***** Task material *****
pub mod time_utils;
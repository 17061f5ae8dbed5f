use std::time::Duration;

/// Local storage slot holding the serialized goal collection
pub const DEFAULT_GOALS_STORAGE_KEY: &str = "financial-goals";

/// Delay before the goal-completed notification follows the progress notification
pub const COMPLETION_NOTIFICATION_DELAY: Duration = Duration::from_millis(1000);

/// Decimal precision for display
pub const DISPLAY_DECIMAL_PRECISION: u32 = 2;
use chrono::{Datelike, Local, NaiveDate};

/// Source of the current calendar date.
///
/// Goal validation compares target dates against "today", so the store takes
/// the clock as a dependency instead of reading the system time directly.
pub trait Clock: Send + Sync {
    fn today(&self) -> NaiveDate;
}

/// Clock backed by the local system date.
#[derive(Clone, Copy, Debug, Default)]
pub struct SystemClock;

impl Clock for SystemClock {
    fn today(&self) -> NaiveDate {
        Local::now().date_naive()
    }
}

/// Clock pinned to a single date. Useful for tests and replays.
#[derive(Clone, Copy, Debug)]
pub struct FixedClock(pub NaiveDate);

impl Clock for FixedClock {
    fn today(&self) -> NaiveDate {
        self.0
    }
}

/// Signed number of days from `start` to `end`.
pub fn days_between(start: NaiveDate, end: NaiveDate) -> i64 {
    (end - start).num_days()
}

/// Number of whole calendar months from `start` to `end`.
///
/// A partial trailing month is not counted; returns 0 when `end` is not after `start`.
pub fn whole_months_between(start: NaiveDate, end: NaiveDate) -> u32 {
    if end <= start {
        return 0;
    }
    let mut months = (end.year() - start.year()) * 12 + end.month() as i32 - start.month() as i32;
    if end.day() < start.day() {
        months -= 1;
    }
    months.max(0) as u32
}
*****
- Exercise -
Every entry should be reproduced word for word.

- Response below -
pub mod time_utils;
repository 17061f5ae8dbed5f
use std::time::Duration;

/// Local storage slot holding the serialized goal collection
pub const DEFAULT_GOALS_STORAGE_KEY: &str = "financial-goals";

/// Delay before the goal-completed notification follows the progress notification
pub const COMPLETION_NOTIFICATION_DELAY: Duration = Duration::from_millis(1000);

/// Decimal precision for display
pub const DISPLAY_DECIMAL_PRECISION: u32 = 2;
use chrono::{Datelike, Local, NaiveDate};

/// Source of the current calendar date.
///
/// Goal validation compares target dates against "today", so the store takes
/// the clock as a dependency instead of reading the system time directly.
pub trait Clock: Send + Sync {
    fn today(&self) -> NaiveDate;
}

/// Clock backed by the local system date.
#[derive(Clone, Copy, Debug, Default)]
pub struct SystemClock;

impl Clock for SystemClock {
    fn today(&self) -> NaiveDate {
        Local::now().date_naive()
    }
}

/// Clock pinned to a single date. Useful for tests and replays.
#[derive(Clone, Copy, Debug)]
pub struct FixedClock(pub NaiveDate);

impl Clock for FixedClock {
    fn today(&self) -> NaiveDate {
        self.0
    }
}

/// Signed number of days from `start` to `end`.
pub fn days_between(start: NaiveDate, end: NaiveDate) -> i64 {
    (end - start).num_days()
}

/// Number of whole calendar months from `start` to `end`.
///
/// A partial trailing month is not counted; returns 0 when `end` is not after `start`.
pub fn whole_months_between(start: NaiveDate, end: NaiveDate) -> u32 {
    if end <= start {
        return 0;
    }
    let mut months = (end.year() - start.year()) * 12 + end.month() as i32 - start.month() as i32;
    if end.day() < start.day() {
        months -= 1;
    }
    months.max(0) as u32
}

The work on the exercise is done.